PHP versions have changed to 5, 5.4, 5.6, 7.0, 7.1, 7.2 since last check. Regenerating any missing php.ini files
The output there shows you the paths for all the additional PHP versions you have installed… so you can use those paths to get your desired PHP rather than using the default “php”, which is only PHP 5.4.

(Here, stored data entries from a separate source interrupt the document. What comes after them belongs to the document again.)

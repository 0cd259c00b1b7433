use std::{sync::Arc, time::Duration};

use anyhow::{anyhow, Context, Result};
use clap::{ArgAction, Args, Parser, Subcommand};
use serde::Serialize;
use storefront_api::{
    auth::{AuthConfig, AuthService},
    config::{self, AppConfig},
    db::{self, DbPool},
    handlers::{gift_cards::parse_expiry, AppServices},
    services::gift_cards::CreateGiftCardInput,
};

#[tokio::main]
async fn main() -> Result<()> {
    let cli = Cli::parse();

    match cli.command {
        // Token minting only needs configuration, not a database.
        Commands::Token(args) => {
            let config = config::load_config().context("failed to load application config")?;
            handle_token_command(&config, &args, cli.json)?;
        }
        Commands::Migrate => {
            let context = CliContext::initialize().await?;
            db::run_migrations(&context.db)
                .await
                .context("failed to run migrations")?;
            println!("Migrations applied");
        }
        Commands::Coupons(command) => {
            let context = CliContext::initialize().await?;
            handle_coupons_command(&context, command, cli.json).await?;
        }
        Commands::GiftCards(command) => {
            let context = CliContext::initialize().await?;
            handle_gift_cards_command(&context, command, cli.json).await?;
        }
        Commands::Popup(command) => {
            let context = CliContext::initialize().await?;
            handle_popup_command(&context, command, cli.json).await?;
        }
    }

    Ok(())
}

#[derive(Parser)]
#[command(
    name = "storefront-cli",
    about = "Administrative tooling for the storefront promotions API",
    version
)]
struct Cli {
    #[arg(
        long,
        global = true,
        action = ArgAction::SetTrue,
        help = "Render command output as pretty JSON when available"
    )]
    json: bool,
    #[command(subcommand)]
    command: Commands,
}

#[derive(Subcommand)]
enum Commands {
    /// Apply pending database migrations
    Migrate,
    /// Mint a signed session token
    Token(TokenArgs),
    #[command(subcommand)]
    Coupons(CouponsCommands),
    #[command(subcommand, name = "gift-cards")]
    GiftCards(GiftCardsCommands),
    #[command(subcommand)]
    Popup(PopupCommands),
}

#[derive(Args)]
struct TokenArgs {
    #[arg(long, help = "Subject (user id) to embed in the token")]
    subject: String,
    #[arg(long, action = ArgAction::SetTrue, help = "Grant the admin claim")]
    admin: bool,
}

#[derive(Subcommand)]
enum CouponsCommands {
    /// List every coupon
    List,
    /// Quote a coupon against a cart value without consuming a use
    Validate(CouponValidateArgs),
}

#[derive(Args)]
struct CouponValidateArgs {
    #[arg(long)]
    code: String,
    #[arg(long, help = "Cart value in minor units")]
    cart_value: i64,
}

#[derive(Subcommand)]
enum GiftCardsCommands {
    /// List every gift card
    List,
    /// Issue a new gift card
    Issue(GiftCardIssueArgs),
    /// Show the balance of a card
    Balance(GiftCardBalanceArgs),
}

#[derive(Args)]
struct GiftCardIssueArgs {
    #[arg(long)]
    title: String,
    #[arg(long, help = "Initial balance in minor units")]
    amount: i64,
    #[arg(long, help = "Expiry as RFC 3339 or YYYY-MM-DD")]
    expires: String,
    #[arg(long, help = "Explicit code; generated when omitted")]
    code: Option<String>,
}

#[derive(Args)]
struct GiftCardBalanceArgs {
    #[arg(long)]
    code: String,
}

#[derive(Subcommand)]
enum PopupCommands {
    /// Show the gift popup configuration
    Show,
    /// Evaluate the gift popup offer for a cart value
    Offer(PopupOfferArgs),
}

#[derive(Args)]
struct PopupOfferArgs {
    #[arg(long, help = "Cart value in minor units")]
    cart_value: i64,
}

struct CliContext {
    db: Arc<DbPool>,
    services: AppServices,
}

impl CliContext {
    async fn initialize() -> Result<Self> {
        let config = config::load_config().context("failed to load application config")?;
        config::init_tracing(config.log_level(), config.log_json);

        let db_pool = db::establish_connection_from_app_config(&config)
            .await
            .context("failed to connect to database")?;
        let db = Arc::new(db_pool);
        let services = AppServices::new(db.clone(), &config);

        Ok(Self { db, services })
    }
}

#[derive(Serialize)]
struct IssuedToken {
    subject: String,
    is_admin: bool,
    token: String,
}

fn handle_token_command(config: &AppConfig, args: &TokenArgs, json: bool) -> Result<()> {
    let auth = AuthService::new(AuthConfig::new(
        config.jwt_secret.clone(),
        config.auth_cookie_name.clone(),
        Duration::from_secs(config.jwt_expiration),
    ));
    let token = auth
        .issue_token(&args.subject, args.admin)
        .map_err(|e| anyhow!("failed to issue token: {}", e))?;

    if json {
        print_json(&IssuedToken {
            subject: args.subject.clone(),
            is_admin: args.admin,
            token,
        })?;
    } else {
        println!("{}", token);
    }
    Ok(())
}

async fn handle_coupons_command(
    context: &CliContext,
    command: CouponsCommands,
    json: bool,
) -> Result<()> {
    let service = &context.services.coupons;
    match command {
        CouponsCommands::List => {
            let coupons = service.list().await.context("failed to list coupons")?;
            if json {
                return print_json(&coupons);
            }
            if coupons.is_empty() {
                println!("No coupons found.");
            }
            for coupon in coupons {
                println!(
                    "- {} • {:?} {} • min {} • used {}/{} • {}",
                    coupon.code,
                    coupon.discount_type,
                    coupon.discount_amount,
                    coupon.minimum_cart_value,
                    coupon.used_count,
                    coupon.max_uses,
                    if coupon.is_active { "active" } else { "inactive" }
                );
            }
        }
        CouponsCommands::Validate(args) => {
            let quote = service
                .validate(&args.code, args.cart_value)
                .await
                .with_context(|| format!("coupon {} rejected", args.code))?;
            if json {
                return print_json(&quote);
            }
            println!("{} • discount {} • {}", quote.code, quote.discount_value, quote.message);
        }
    }
    Ok(())
}

async fn handle_gift_cards_command(
    context: &CliContext,
    command: GiftCardsCommands,
    json: bool,
) -> Result<()> {
    let service = &context.services.gift_cards;
    match command {
        GiftCardsCommands::List => {
            let cards = service.list().await.context("failed to list gift cards")?;
            if json {
                return print_json(&cards);
            }
            if cards.is_empty() {
                println!("No gift cards found.");
            }
            for card in cards {
                println!(
                    "- {} • {} • balance {}/{} • expires {}",
                    card.code,
                    card.title,
                    card.balance,
                    card.initial_amount,
                    card.expiry_date.to_rfc3339()
                );
            }
        }
        GiftCardsCommands::Issue(args) => {
            let expiry_date = parse_expiry(&args.expires)
                .ok_or_else(|| anyhow!("invalid expiry date: {}", args.expires))?;
            let card = service
                .create(CreateGiftCardInput {
                    code: args.code,
                    title: args.title,
                    initial_amount: args.amount,
                    expiry_date,
                    is_active: true,
                    image_url: None,
                })
                .await
                .context("failed to issue gift card")?;
            if json {
                return print_json(&card);
            }
            println!("Issued gift card {} with balance {}", card.code, card.balance);
        }
        GiftCardsCommands::Balance(args) => {
            let balance = service
                .balance(&args.code)
                .await
                .with_context(|| format!("failed to look up gift card {}", args.code))?;
            if json {
                return print_json(&balance);
            }
            println!(
                "{} • balance {} • expires {}",
                balance.code,
                balance.balance,
                balance.expiry_date.to_rfc3339()
            );
        }
    }
    Ok(())
}

async fn handle_popup_command(
    context: &CliContext,
    command: PopupCommands,
    json: bool,
) -> Result<()> {
    let service = &context.services.gift_popup;
    match command {
        PopupCommands::Show => {
            let popup = service.config().await.context("failed to load gift popup")?;
            if json {
                return print_json(&popup);
            }
            println!(
                "{} • {} • cart {}..{} • pick {} of {} gifts",
                popup.title,
                if popup.is_active { "active" } else { "inactive" },
                popup.min_cart_value,
                popup
                    .max_cart_value
                    .map(|max| max.to_string())
                    .unwrap_or_default(),
                popup.max_selectable_gifts,
                popup.gift_products.len()
            );
        }
        PopupCommands::Offer(args) => {
            let offer = service
                .offer(args.cart_value)
                .await
                .context("failed to evaluate gift popup")?;
            if json {
                return print_json(&offer);
            }
            if offer.eligible {
                println!(
                    "Eligible • choose up to {} of {:?}",
                    offer.max_selectable, offer.selectable_gifts
                );
            } else {
                println!(
                    "Not eligible{}",
                    offer
                        .amount_to_unlock
                        .map(|amount| format!(" • add {} to unlock", amount))
                        .unwrap_or_default()
                );
            }
        }
    }
    Ok(())
}

fn print_json<T: Serialize>(value: &T) -> Result<()> {
    println!("{}", serde_json::to_string_pretty(value)?);
    Ok(())
}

So - apparently this is CentOS and you installed the updated PHP versions as recommended from one of the SCL-styled repos, so just type
scl enable php72 bash
and your path will be set to use the proper PHP executable. Better, put this in your shell initialization and it'll get set automatically. Or just change your path to include the proper path to PHP in your shell initializations before the /usr/bin .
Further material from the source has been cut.